:: DATA ::
· · · · · · ·

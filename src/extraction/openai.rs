//! OpenAI-compatible chat-completions extractor with a forced tool call.

use async_trait::async_trait;
use reqwest::{Client, StatusCode};
use secrecy::{ExposeSecret, SecretString};
use serde::Deserialize;
use serde_json::json;
use std::time::Duration;
use tracing::debug;

use super::{extraction_schema, ExtractionError, ExtractionRequest, StructuredExtractor, EXTRACTION_FUNCTION};
use crate::config::ExtractionConfig;

pub struct OpenAiExtractor {
    client: Client,
    base_url: String,
    model: String,
    api_key: SecretString,
    request_timeout: Duration,
}

#[derive(Deserialize)]
struct ChatResponse {
    choices: Vec<ChatChoice>,
}

#[derive(Deserialize)]
struct ChatChoice {
    message: ChatMessage,
}

#[derive(Deserialize)]
struct ChatMessage {
    #[serde(default)]
    tool_calls: Vec<ToolCall>,
    /// Legacy `functions` API shape, still returned by some compatible servers
    #[serde(default)]
    function_call: Option<FunctionCall>,
}

#[derive(Deserialize)]
struct ToolCall {
    function: FunctionCall,
}

#[derive(Deserialize)]
struct FunctionCall {
    arguments: String,
}

impl OpenAiExtractor {
    pub fn new(
        base_url: impl Into<String>,
        model: impl Into<String>,
        api_key: SecretString,
        request_timeout: Duration,
    ) -> Result<Self, ExtractionError> {
        let client = Client::builder()
            .timeout(request_timeout)
            .build()
            .map_err(|e| ExtractionError::Provider(e.to_string()))?;

        Ok(Self {
            client,
            base_url: base_url.into().trim_end_matches('/').to_string(),
            model: model.into(),
            api_key,
            request_timeout,
        })
    }

    pub fn from_config(config: &ExtractionConfig) -> anyhow::Result<Self> {
        let api_key = config.api_key.clone().ok_or_else(|| {
            anyhow::anyhow!(
                "extraction provider `openai` needs an API key: set RAPPORT_OPENAI_API_KEY or [extraction].api_key"
            )
        })?;
        Ok(Self::new(
            config.base_url.as_str(),
            config.model.as_str(),
            api_key,
            config.request_timeout(),
        )?)
    }

    fn request_body(&self, request: &ExtractionRequest) -> serde_json::Value {
        json!({
            "model": self.model,
            "messages": [
                {"role": "system", "content": request.instructions},
                {"role": "user", "content": request.transcript},
            ],
            "tools": [{
                "type": "function",
                "function": {
                    "name": EXTRACTION_FUNCTION,
                    "description": "Extract important memories from a conversation",
                    "parameters": extraction_schema(),
                }
            }],
            "tool_choice": {"type": "function", "function": {"name": EXTRACTION_FUNCTION}},
        })
    }
}

#[async_trait]
impl StructuredExtractor for OpenAiExtractor {
    async fn extract(&self, request: &ExtractionRequest) -> Result<String, ExtractionError> {
        let url = format!("{}/chat/completions", self.base_url);
        debug!(model = %self.model, transcript_len = request.transcript.len(), "calling extraction API");

        let response = self
            .client
            .post(&url)
            .bearer_auth(self.api_key.expose_secret())
            .json(&self.request_body(request))
            .send()
            .await
            .map_err(|e| {
                if e.is_timeout() {
                    ExtractionError::Timeout(self.request_timeout)
                } else {
                    ExtractionError::Provider(e.to_string())
                }
            })?;

        let status = response.status();
        if status == StatusCode::TOO_MANY_REQUESTS {
            return Err(ExtractionError::RateLimited);
        }
        if status == StatusCode::UNAUTHORIZED || status == StatusCode::FORBIDDEN {
            let body = response.text().await.unwrap_or_default();
            return Err(ExtractionError::Auth(format!("HTTP {status}: {body}")));
        }
        if !status.is_success() {
            let body = response.text().await.unwrap_or_default();
            return Err(ExtractionError::Provider(format!("HTTP {status}: {body}")));
        }

        let body: ChatResponse = response
            .json()
            .await
            .map_err(|e| ExtractionError::Parse(e.to_string()))?;

        let message = body
            .choices
            .into_iter()
            .next()
            .map(|c| c.message)
            .ok_or_else(|| ExtractionError::Parse("no choices in response".into()))?;

        message
            .tool_calls
            .into_iter()
            .next()
            .map(|call| call.function)
            .or(message.function_call)
            .map(|f| f.arguments)
            .ok_or_else(|| ExtractionError::Parse("response contained no function call".into()))
    }
}
use anyhow::Result;

use rapport::config::RapportConfig;
use rapport::memory::metrics::{MetricsOptions, MetricsPeriod};

pub async fn metrics(
    config: &RapportConfig,
    partner_id: &str,
    include_history: bool,
    period: Option<MetricsPeriod>,
) -> Result<()> {
    let service = super::open_service(config, super::Purpose::Read)?;
    let report = service
        .get_relationship_metrics(partner_id, MetricsOptions { include_history, period })
        .await?;
    super::print_json(&report)
}
//! Conversation batch → memories and episodes.
//!
//! [`MemoryExtractor::create_summary`] is the only write path for memories.
//! Everything the extractor returns is decoded before the first write, so a
//! timeout, provider failure or malformed payload persists nothing.

use std::collections::HashMap;
use std::sync::{Arc, Mutex};
use std::time::{Duration, Instant};

use serde::Serialize;
use tokio::sync::OwnedMutexGuard;

use crate::config::RapportConfig;
use crate::embedding::{embed_best_effort, EmbeddingProvider};
use crate::extraction::{decode_payload, ExtractionPayload, ExtractionRequest, StructuredExtractor};

use super::blocking;
use super::error::MemoryError;
use super::service::Stores;
use super::types::{
    EpisodeMemory, Memory, Message, MessageSender, NewEpisode, NewMemory, Partner, SummaryType,
};

/// Emotional weight given to a caller-requested episode.
const EXPLICIT_EPISODE_WEIGHT: f64 = 8.0;

/// Speaker label for user turns in the transcript and in episode participants.
const USER_LABEL: &str = "User";

#[derive(Debug, Clone)]
pub struct SummaryRequest {
    pub partner_id: String,
    /// Must be non-empty.
    pub message_ids: Vec<String>,
    pub summary_type: SummaryType,
    /// When set, exactly one episode is created from it and extractor-proposed
    /// episodes are ignored.
    pub episode: Option<EpisodeRequest>,
}

#[derive(Debug, Clone)]
pub struct EpisodeRequest {
    pub title: String,
    /// Falls back to the extracted summary.
    pub description: Option<String>,
}

#[derive(Debug, Clone, Serialize)]
pub struct SummaryResponse {
    pub success: bool,
    pub memories_created: Vec<Memory>,
    pub episodes_created: Vec<EpisodeMemory>,
    pub summary_text: String,
}

type LockMap = HashMap<String, Arc<tokio::sync::Mutex<()>>>;

/// One async mutex per partner id. Held for the whole of a `create_summary`
/// call so two batches for the same partner never interleave their writes.
///
/// An entry lives only while some caller holds or waits on it.
#[derive(Default)]
pub struct PartnerLocks {
    locks: Mutex<LockMap>,
}

impl PartnerLocks {
    pub async fn acquire(&self, partner_id: &str) -> PartnerGuard<'_> {
        let lock = {
            let mut locks = self.map();
            Arc::clone(locks.entry(partner_id.to_string()).or_default())
        };
        PartnerGuard {
            owner: self,
            partner_id: partner_id.to_string(),
            guard: Some(lock.lock_owned().await),
        }
    }

    /// Number of partner ids currently tracked.
    pub fn len(&self) -> usize {
        self.map().len()
    }

    pub fn is_empty(&self) -> bool {
        self.len() == 0
    }

    fn map(&self) -> std::sync::MutexGuard<'_, LockMap> {
        self.locks.lock().unwrap_or_else(|e| e.into_inner())
    }
}

/// Holds one partner's lock and prunes its map entry on release.
pub struct PartnerGuard<'a> {
    owner: &'a PartnerLocks,
    partner_id: String,
    guard: Option<OwnedMutexGuard<()>>,
}

impl Drop for PartnerGuard<'_> {
    fn drop(&mut self) {
        // release first so only the map and any waiters still hold the Arc
        drop(self.guard.take());
        let mut locks = self.owner.map();
        if locks
            .get(&self.partner_id)
            .is_some_and(|lock| Arc::strong_count(lock) == 1)
        {
            locks.remove(&self.partner_id);
        }
    }
}

pub struct MemoryExtractor {
    stores: Stores,
    embedder: Arc<dyn EmbeddingProvider>,
    extractor: Arc<dyn StructuredExtractor>,
    timeout: Duration,
    embed_timeout: Duration,
    shared_memory_threshold: f64,
    locks: Option<PartnerLocks>,
}

impl MemoryExtractor {
    pub fn new(
        stores: Stores,
        embedder: Arc<dyn EmbeddingProvider>,
        extractor: Arc<dyn StructuredExtractor>,
        config: &RapportConfig,
    ) -> Self {
        Self {
            stores,
            embedder,
            extractor,
            timeout: config.extraction.timeout(),
            embed_timeout: config.embedding.timeout(),
            shared_memory_threshold: config.extraction.shared_memory_threshold,
            locks: config
                .extraction
                .serialize_per_partner
                .then(PartnerLocks::default),
        }
    }

    /// Extract and persist memories from a batch of messages.
    ///
    /// Errors:
    /// - `NotFound` for an empty id list, a missing partner, or when none of
    ///   the ids resolve to a message of this partner
    /// - `InvalidInput` for a blank explicit episode title
    /// - `ExtractionTimeout` when the extractor misses the configured ceiling
    /// - `ExtractionParse`, `ExtractionAuth`, `ExtractionRateLimit`,
    ///   `ExtractionProvider` from the extractor
    /// - `Storage` if a write fails part way; earlier writes are kept
    pub async fn create_summary(&self, request: SummaryRequest) -> Result<SummaryResponse, MemoryError> {
        if request.message_ids.is_empty() {
            return Err(MemoryError::NotFound("no message ids supplied".into()));
        }
        if let Some(ep) = &request.episode {
            if ep.title.trim().is_empty() {
                return Err(MemoryError::InvalidInput("episode title must not be empty".into()));
            }
        }

        let started = Instant::now();
        let partner = self.resolve_partner(&request.partner_id).await?;
        let _guard = match &self.locks {
            Some(locks) => Some(locks.acquire(&partner.id).await),
            None => None,
        };

        let messages = self.resolve_messages(&partner, &request.message_ids).await?;
        tracing::info!(
            partner_id = %partner.id,
            messages = messages.len(),
            summary_type = request.summary_type.as_str(),
            "creating summary"
        );

        let transcript = build_transcript(&partner.name, messages);
        let payload = self
            .run_extraction(ExtractionRequest::new(&partner.name, request.summary_type, transcript))
            .await?;

        let memories_created = self.persist_memories(&partner, &payload).await?;
        let episodes_created = match &request.episode {
            Some(explicit) => vec![self.persist_explicit_episode(&partner, explicit, &payload).await?],
            None => self.persist_proposed_episodes(&partner, &payload).await?,
        };

        tracing::info!(
            partner_id = %partner.id,
            memories = memories_created.len(),
            episodes = episodes_created.len(),
            elapsed_ms = started.elapsed().as_millis() as u64,
            "summary created"
        );

        Ok(SummaryResponse {
            success: true,
            memories_created,
            episodes_created,
            summary_text: payload.summary,
        })
    }

    async fn resolve_partner(&self, partner_id: &str) -> Result<Partner, MemoryError> {
        let partners = Arc::clone(&self.stores.partners);
        let pid = partner_id.to_string();
        blocking(move || partners.find_partner(&pid))
            .await?
            .ok_or_else(|| MemoryError::NotFound(format!("partner {partner_id}")))
    }

    /// Messages of `partner`, in the order their ids were given.
    async fn resolve_messages(&self, partner: &Partner, ids: &[String]) -> Result<Vec<Message>, MemoryError> {
        let source = Arc::clone(&self.stores.messages);
        let lookup = ids.to_vec();
        let found = blocking(move || source.find_messages_by_ids(&lookup)).await?;

        let mut by_id: HashMap<String, Message> = found
            .into_iter()
            .filter(|m| m.partner_id == partner.id)
            .map(|m| (m.id.clone(), m))
            .collect();
        let ordered: Vec<Message> = ids.iter().filter_map(|id| by_id.remove(id)).collect();

        if ordered.is_empty() {
            return Err(MemoryError::NotFound(format!(
                "no messages found for partner {}",
                partner.id
            )));
        }
        Ok(ordered)
    }

    async fn run_extraction(&self, request: ExtractionRequest) -> Result<ExtractionPayload, MemoryError> {
        let raw = match tokio::time::timeout(self.timeout, self.extractor.extract(&request)).await {
            Ok(Ok(raw)) => raw,
            Ok(Err(e)) => {
                tracing::error!(error = %e, "extraction failed");
                return Err(e.into());
            }
            Err(_) => {
                tracing::error!(timeout_ms = self.timeout.as_millis() as u64, "extraction timed out");
                return Err(MemoryError::ExtractionTimeout(self.timeout));
            }
        };

        decode_payload(&raw).map_err(|e| {
            tracing::error!(error = %e, "extraction output rejected");
            MemoryError::from(e)
        })
    }

    async fn persist_memories(
        &self,
        partner: &Partner,
        payload: &ExtractionPayload,
    ) -> Result<Vec<Memory>, MemoryError> {
        let mut created = Vec::with_capacity(payload.memories.len());

        for candidate in &payload.memories {
            let vector = embed_best_effort(self.embedder.as_ref(), &candidate.content, self.embed_timeout).await;
            let mut memory = NewMemory::new(&partner.id, candidate.memory_type, &candidate.content);
            memory.vector = vector;
            memory.importance = candidate.importance;
            memory.emotional_weight = candidate.emotional_weight;
            memory.tags = candidate.tags.clone().unwrap_or_default();
            memory.related_people = candidate.related_people.clone().unwrap_or_default();

            let store = Arc::clone(&self.stores.memories);
            let stored = blocking(move || store.insert_memory(memory)).await?;

            if stored.importance >= self.shared_memory_threshold {
                self.bump_shared_memories(&partner.id).await;
            }
            created.push(stored);
        }

        Ok(created)
    }

    async fn persist_explicit_episode(
        &self,
        partner: &Partner,
        explicit: &EpisodeRequest,
        payload: &ExtractionPayload,
    ) -> Result<EpisodeMemory, MemoryError> {
        let episode = NewEpisode {
            partner_id: partner.id.clone(),
            title: explicit.title.clone(),
            description: explicit
                .description
                .clone()
                .filter(|d| !d.trim().is_empty())
                .unwrap_or_else(|| payload.summary.clone()),
            emotional_weight: EXPLICIT_EPISODE_WEIGHT,
            tags: payload
                .memories
                .first()
                .and_then(|m| m.tags.clone())
                .unwrap_or_default(),
            participants: vec![partner.name.clone(), USER_LABEL.to_string()],
            date: None,
        };

        let store = Arc::clone(&self.stores.episodes);
        let stored = blocking(move || store.insert_episode(episode)).await?;
        self.bump_shared_memories(&partner.id).await;
        Ok(stored)
    }

    async fn persist_proposed_episodes(
        &self,
        partner: &Partner,
        payload: &ExtractionPayload,
    ) -> Result<Vec<EpisodeMemory>, MemoryError> {
        let mut created = Vec::new();
        for candidate in payload.episodes.iter().flatten() {
            let episode = NewEpisode {
                partner_id: partner.id.clone(),
                title: candidate.title.clone(),
                description: candidate.summary.clone(),
                emotional_weight: candidate.emotional_weight,
                tags: candidate.tags.clone().unwrap_or_default(),
                participants: candidate
                    .participants
                    .clone()
                    .unwrap_or_else(|| vec![partner.name.clone()]),
                date: None,
            };
            let store = Arc::clone(&self.stores.episodes);
            created.push(blocking(move || store.insert_episode(episode)).await?);
        }
        Ok(created)
    }

    /// Counter bumps are not coupled to the memory write; a failure here only
    /// under-counts.
    async fn bump_shared_memories(&self, partner_id: &str) {
        let metrics = Arc::clone(&self.stores.metrics);
        let pid = partner_id.to_string();
        if let Err(e) = blocking(move || metrics.increment_shared_memories(&pid)).await {
            tracing::warn!(partner_id = %partner_id, error = %e, "failed to bump shared memories");
        }
    }
}

/// Render messages as `"<speaker>: <content>"` lines in chronological order.
///
/// The sort is stable, so messages with equal timestamps keep their input order.
pub fn build_transcript(partner_name: &str, mut messages: Vec<Message>) -> String {
    messages.sort_by_key(|m| m.created_at);
    messages
        .iter()
        .map(|m| {
            let speaker = match m.sender {
                MessageSender::User => USER_LABEL,
                MessageSender::Partner => partner_name,
            };
            format!("{speaker}: {}", m.content)
        })
        .collect::<Vec<_>>()
        .join("\n")
}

· · · · · · ·

:: TASK STATEMENT ::
Return all lines of the data in which the string "EpisodeMemory" appears.

:: SOLUTION FOR THIS PROBLEM ::
    EpisodeMemory, Memory, Message, MessageSender, NewEpisode, NewMemory, Partner, SummaryType,
    pub episodes_created: Vec<EpisodeMemory>,
    ) -> Result<EpisodeMemory, MemoryError> {
    ) -> Result<Vec<EpisodeMemory>, MemoryError> {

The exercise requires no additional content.